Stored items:
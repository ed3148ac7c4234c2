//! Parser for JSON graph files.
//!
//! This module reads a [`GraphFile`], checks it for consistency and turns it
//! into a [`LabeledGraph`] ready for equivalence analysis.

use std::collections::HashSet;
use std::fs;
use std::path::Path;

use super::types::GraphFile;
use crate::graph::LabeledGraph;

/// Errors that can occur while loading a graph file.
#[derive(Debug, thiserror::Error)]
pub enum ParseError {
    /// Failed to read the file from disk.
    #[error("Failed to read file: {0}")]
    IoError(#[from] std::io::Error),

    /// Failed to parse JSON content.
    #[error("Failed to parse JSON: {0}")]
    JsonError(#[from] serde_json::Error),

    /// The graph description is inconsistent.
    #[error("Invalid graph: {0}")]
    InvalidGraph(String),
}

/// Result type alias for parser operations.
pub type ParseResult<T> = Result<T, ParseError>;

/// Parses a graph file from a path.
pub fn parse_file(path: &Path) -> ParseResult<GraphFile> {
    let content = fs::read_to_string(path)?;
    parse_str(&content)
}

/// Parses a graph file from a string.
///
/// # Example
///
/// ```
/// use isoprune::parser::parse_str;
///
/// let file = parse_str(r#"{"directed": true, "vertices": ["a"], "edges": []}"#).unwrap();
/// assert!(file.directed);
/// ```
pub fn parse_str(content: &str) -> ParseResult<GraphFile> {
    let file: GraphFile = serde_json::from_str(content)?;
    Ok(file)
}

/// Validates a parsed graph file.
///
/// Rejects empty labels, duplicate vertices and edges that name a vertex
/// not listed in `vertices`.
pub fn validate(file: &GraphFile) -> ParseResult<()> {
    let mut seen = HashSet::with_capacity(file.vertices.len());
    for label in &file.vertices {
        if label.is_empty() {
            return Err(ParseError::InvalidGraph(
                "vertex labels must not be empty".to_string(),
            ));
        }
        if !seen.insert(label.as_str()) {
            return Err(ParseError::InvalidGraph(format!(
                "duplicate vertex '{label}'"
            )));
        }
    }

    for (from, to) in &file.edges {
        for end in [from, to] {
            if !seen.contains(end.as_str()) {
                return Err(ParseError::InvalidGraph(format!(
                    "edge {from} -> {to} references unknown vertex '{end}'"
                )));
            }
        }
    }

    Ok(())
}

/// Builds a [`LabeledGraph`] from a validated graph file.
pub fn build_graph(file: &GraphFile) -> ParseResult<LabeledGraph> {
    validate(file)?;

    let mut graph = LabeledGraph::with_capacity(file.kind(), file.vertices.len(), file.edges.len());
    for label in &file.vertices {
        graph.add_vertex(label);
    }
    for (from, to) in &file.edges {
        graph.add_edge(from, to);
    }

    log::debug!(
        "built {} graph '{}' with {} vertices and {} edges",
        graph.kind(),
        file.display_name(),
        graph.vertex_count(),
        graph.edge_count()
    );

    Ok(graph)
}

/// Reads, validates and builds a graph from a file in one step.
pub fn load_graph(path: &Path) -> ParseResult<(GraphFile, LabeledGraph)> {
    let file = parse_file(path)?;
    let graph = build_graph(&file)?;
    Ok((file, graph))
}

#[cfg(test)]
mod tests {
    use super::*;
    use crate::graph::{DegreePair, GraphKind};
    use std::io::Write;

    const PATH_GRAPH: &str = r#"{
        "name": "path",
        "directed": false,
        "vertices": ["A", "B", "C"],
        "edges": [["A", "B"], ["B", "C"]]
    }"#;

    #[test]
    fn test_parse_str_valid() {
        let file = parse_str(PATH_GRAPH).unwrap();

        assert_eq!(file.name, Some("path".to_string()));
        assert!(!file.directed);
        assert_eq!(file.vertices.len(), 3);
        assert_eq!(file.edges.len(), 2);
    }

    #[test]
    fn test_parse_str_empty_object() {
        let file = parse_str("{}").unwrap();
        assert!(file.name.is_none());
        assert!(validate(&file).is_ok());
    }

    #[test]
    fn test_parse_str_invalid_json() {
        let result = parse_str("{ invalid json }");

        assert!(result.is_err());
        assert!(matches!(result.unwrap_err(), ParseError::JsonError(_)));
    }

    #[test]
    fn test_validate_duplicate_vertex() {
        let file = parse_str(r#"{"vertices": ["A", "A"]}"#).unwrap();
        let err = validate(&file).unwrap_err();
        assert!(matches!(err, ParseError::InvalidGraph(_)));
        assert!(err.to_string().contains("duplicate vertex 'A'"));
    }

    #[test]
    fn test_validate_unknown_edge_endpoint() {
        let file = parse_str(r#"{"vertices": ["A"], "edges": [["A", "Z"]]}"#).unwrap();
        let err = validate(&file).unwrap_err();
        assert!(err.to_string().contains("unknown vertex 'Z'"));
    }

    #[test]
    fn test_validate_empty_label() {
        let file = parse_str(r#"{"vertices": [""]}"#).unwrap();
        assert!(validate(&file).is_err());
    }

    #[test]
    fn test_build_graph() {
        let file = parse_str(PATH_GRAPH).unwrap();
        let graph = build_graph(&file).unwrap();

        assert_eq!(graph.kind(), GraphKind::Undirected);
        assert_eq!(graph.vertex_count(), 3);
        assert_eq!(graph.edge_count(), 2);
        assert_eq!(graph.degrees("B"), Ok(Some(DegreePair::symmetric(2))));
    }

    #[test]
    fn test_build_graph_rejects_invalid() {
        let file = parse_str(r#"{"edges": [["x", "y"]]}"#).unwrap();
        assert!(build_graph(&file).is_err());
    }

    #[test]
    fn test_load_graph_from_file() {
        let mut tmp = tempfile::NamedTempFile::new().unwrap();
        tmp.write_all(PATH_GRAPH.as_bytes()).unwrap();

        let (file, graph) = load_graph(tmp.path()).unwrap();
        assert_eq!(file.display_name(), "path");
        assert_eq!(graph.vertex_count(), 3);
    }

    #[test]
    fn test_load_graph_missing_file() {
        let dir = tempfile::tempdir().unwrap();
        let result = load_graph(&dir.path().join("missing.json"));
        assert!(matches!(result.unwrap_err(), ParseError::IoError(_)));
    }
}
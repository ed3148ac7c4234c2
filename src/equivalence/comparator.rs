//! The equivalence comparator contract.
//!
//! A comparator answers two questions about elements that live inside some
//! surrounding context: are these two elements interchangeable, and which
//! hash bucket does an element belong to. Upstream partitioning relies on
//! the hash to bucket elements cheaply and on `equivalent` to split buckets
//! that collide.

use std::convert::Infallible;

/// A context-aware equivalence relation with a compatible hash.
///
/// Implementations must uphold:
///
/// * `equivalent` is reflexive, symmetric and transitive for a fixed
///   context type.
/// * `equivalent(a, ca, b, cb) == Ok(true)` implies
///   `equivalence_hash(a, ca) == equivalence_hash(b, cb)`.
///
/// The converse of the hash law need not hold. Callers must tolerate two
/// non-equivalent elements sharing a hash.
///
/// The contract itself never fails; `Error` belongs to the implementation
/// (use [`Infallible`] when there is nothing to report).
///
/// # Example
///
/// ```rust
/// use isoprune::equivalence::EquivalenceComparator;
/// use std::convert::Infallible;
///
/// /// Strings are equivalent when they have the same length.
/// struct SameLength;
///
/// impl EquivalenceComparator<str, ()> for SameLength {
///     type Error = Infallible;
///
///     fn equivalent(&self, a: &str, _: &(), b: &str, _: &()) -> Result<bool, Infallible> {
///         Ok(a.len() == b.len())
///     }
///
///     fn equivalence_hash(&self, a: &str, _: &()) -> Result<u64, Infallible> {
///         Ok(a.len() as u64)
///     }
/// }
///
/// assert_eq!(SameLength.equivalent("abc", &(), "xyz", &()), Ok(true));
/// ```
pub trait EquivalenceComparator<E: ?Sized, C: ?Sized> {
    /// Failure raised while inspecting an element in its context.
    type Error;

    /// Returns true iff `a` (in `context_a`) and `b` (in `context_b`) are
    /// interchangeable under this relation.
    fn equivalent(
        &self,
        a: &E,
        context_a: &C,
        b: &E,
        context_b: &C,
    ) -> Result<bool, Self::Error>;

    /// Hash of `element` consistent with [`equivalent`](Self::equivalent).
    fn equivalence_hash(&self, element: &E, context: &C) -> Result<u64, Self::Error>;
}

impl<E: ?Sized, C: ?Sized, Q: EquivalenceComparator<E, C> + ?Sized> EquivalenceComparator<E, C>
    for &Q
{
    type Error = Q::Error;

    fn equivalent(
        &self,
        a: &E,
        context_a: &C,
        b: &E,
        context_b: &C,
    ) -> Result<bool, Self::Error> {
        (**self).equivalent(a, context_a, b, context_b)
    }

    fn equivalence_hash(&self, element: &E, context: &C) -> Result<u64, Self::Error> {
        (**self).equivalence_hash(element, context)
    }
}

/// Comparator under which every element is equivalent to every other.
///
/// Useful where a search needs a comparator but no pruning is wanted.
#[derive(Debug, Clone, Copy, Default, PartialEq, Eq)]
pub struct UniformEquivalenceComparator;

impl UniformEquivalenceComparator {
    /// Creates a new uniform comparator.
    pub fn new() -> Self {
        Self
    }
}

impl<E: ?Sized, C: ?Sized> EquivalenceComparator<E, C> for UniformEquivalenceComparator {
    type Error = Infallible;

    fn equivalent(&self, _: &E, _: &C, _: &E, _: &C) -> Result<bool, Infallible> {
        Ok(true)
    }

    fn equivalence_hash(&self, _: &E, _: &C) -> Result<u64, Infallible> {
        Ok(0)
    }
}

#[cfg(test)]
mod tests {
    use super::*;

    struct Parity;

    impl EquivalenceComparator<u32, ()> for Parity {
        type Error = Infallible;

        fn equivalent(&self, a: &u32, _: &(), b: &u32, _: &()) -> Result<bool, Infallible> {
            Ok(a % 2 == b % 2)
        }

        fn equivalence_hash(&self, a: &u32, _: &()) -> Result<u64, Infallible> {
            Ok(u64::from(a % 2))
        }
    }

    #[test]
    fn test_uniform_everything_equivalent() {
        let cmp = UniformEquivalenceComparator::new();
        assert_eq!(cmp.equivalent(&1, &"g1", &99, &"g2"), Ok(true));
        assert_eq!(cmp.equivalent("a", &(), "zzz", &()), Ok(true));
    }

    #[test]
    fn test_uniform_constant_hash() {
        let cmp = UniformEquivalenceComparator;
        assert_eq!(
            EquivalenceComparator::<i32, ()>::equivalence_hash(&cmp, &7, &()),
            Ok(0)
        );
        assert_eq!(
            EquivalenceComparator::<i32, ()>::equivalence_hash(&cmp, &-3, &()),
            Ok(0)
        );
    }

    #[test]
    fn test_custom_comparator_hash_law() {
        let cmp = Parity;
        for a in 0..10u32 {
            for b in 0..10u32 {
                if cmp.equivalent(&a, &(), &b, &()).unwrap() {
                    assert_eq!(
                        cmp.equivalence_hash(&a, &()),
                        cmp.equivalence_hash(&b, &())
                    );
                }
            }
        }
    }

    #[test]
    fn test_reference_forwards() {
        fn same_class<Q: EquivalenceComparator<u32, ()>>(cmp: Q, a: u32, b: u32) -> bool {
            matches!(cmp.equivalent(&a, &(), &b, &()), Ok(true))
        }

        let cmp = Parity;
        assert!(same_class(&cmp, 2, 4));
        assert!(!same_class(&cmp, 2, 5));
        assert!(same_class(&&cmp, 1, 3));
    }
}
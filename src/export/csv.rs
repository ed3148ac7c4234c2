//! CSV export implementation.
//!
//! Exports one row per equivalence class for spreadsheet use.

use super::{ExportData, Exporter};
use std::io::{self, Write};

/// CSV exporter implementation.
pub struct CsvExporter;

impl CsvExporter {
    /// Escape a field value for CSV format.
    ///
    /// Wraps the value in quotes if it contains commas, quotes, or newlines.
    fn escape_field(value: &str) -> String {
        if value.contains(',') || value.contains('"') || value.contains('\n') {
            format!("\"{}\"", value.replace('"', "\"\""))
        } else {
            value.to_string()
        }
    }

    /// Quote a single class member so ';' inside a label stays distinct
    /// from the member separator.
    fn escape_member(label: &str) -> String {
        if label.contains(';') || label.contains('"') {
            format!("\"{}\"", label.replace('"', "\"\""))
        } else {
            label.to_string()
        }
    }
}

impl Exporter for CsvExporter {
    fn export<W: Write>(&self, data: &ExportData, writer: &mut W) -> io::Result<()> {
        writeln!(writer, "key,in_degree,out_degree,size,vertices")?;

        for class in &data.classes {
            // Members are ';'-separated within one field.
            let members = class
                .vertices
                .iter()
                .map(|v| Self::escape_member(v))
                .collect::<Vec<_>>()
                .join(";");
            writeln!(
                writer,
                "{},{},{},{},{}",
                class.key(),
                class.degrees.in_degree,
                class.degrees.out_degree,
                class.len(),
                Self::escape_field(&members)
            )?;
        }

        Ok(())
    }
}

HOW TO COMPLETE THIS TASK
Identify all lines in the records above with the word "must".

ANSWER BELOW
                "vertex labels must not be empty".to_string(),
/// Implementations must uphold:
/// The converse of the hash law need not hold. Callers must tolerate two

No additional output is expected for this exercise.